This has been a time of frustration, disappointment and sorrow.
Middle daughter is dealing with some health difficulties. It’s been a long haul – with no end in sight yet.
My Wednesday morning prayer partner lost her 43-year-old son suddenly. It seems his heart simply exploded. No warning. Ten minutes of nine, he left the house, and twenty minutes after nine, they got a call that he’d been rushed to the hospital. It was essentially all over before they got there.
And I went to church Sunday, hoping to see a good friend who has had health problems, only to learn that her mother had died without warning on Saturday. She hadn’t even been ill. She simply got sick in the night and was gone by afternoon.
I grieve with and for my friends. I know the kind of loss they are feeling. There are always regrets. I should have done this. I shouldn’t have done that. Why did I say that the last time I saw him/her? All the shoulda-woulda-couldas in the world come crashing down on you when you lose someone you love.
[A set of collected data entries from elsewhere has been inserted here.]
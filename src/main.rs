use std::sync::Arc;

use anyhow::Context;
use clap::Parser;
use tracing_subscriber::EnvFilter;

use job_tracker_api::config::{self, StoreBackend};
use job_tracker_api::database::{MemoryStore, PgStore, Store};
use job_tracker_api::state::AppState;

#[derive(Debug, Parser)]
#[command(name = "job-tracker-api", version, about = "Job application tracker API")]
struct Args {
    /// Port to listen on (overrides API_PORT / PORT)
    #[arg(short, long)]
    port: Option<u16>,

    /// Store backend: postgres or memory (overrides STORE_BACKEND)
    #[arg(long)]
    store: Option<StoreBackend>,
}

#[tokio::main]
async fn main() -> anyhow::Result<()> {
    // Load .env if present so cargo run picks up DATABASE_URL, JWT_SECRET, etc.
    let _ = dotenvy::dotenv();

    tracing_subscriber::fmt()
        .with_env_filter(
            EnvFilter::try_from_default_env()
                .unwrap_or_else(|_| EnvFilter::new("job_tracker_api=info,tower_http=info")),
        )
        .init();

    let args = Args::parse();

    let mut config = config::config().clone();
    if let Some(port) = args.port {
        config.api.port = port;
    }
    if let Some(store) = args.store {
        config.database.backend = store;
    }
    config.validate().context("invalid configuration")?;

    tracing::info!("Starting Job Tracker API in {:?} mode", config.environment);

    let store: Arc<dyn Store> = match config.database.backend {
        StoreBackend::Postgres => Arc::new(
            PgStore::connect(&config.database)
                .await
                .context("failed to connect to database")?,
        ),
        StoreBackend::Memory => {
            tracing::warn!("Using in-memory store, all data is lost on shutdown");
            Arc::new(MemoryStore::new())
        }
    };

    let app = job_tracker_api::app(AppState::from_config(store.clone(), &config), &config.api);

    let bind_addr = format!("0.0.0.0:{}", config.api.port);
    let listener = tokio::net::TcpListener::bind(&bind_addr)
        .await
        .with_context(|| format!("failed to bind {}", bind_addr))?;

    tracing::info!("Job Tracker API listening on http://{}", bind_addr);

    axum::serve(listener, app)
        .with_graceful_shutdown(shutdown_signal())
        .await
        .context("server error")?;

    store.close().await;
    tracing::info!("Shutdown complete");
    Ok(())
}

async fn shutdown_signal() {
    if let Err(e) = tokio::signal::ctrl_c().await {
        tracing::error!("Failed to listen for shutdown signal: {}", e);
        std::future::pending::<()>().await;
    }
    tracing::info!("Shutdown signal received");
}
It is so hard to forgive ourselves. We see our shortcomings very clearly when it is too late to amend them.
We simply need to remember that Jesus paid it all — all the things I didn’t do that I should have and all the things I did that I shouldn’t have were wiped away with his blood at the cross. That doesn’t give us leave to live carelessly, but it does relieve us of the burden of onerous guilt when we recognize our own failings.
I’m so glad that God gave us His only Son. Aren’t you?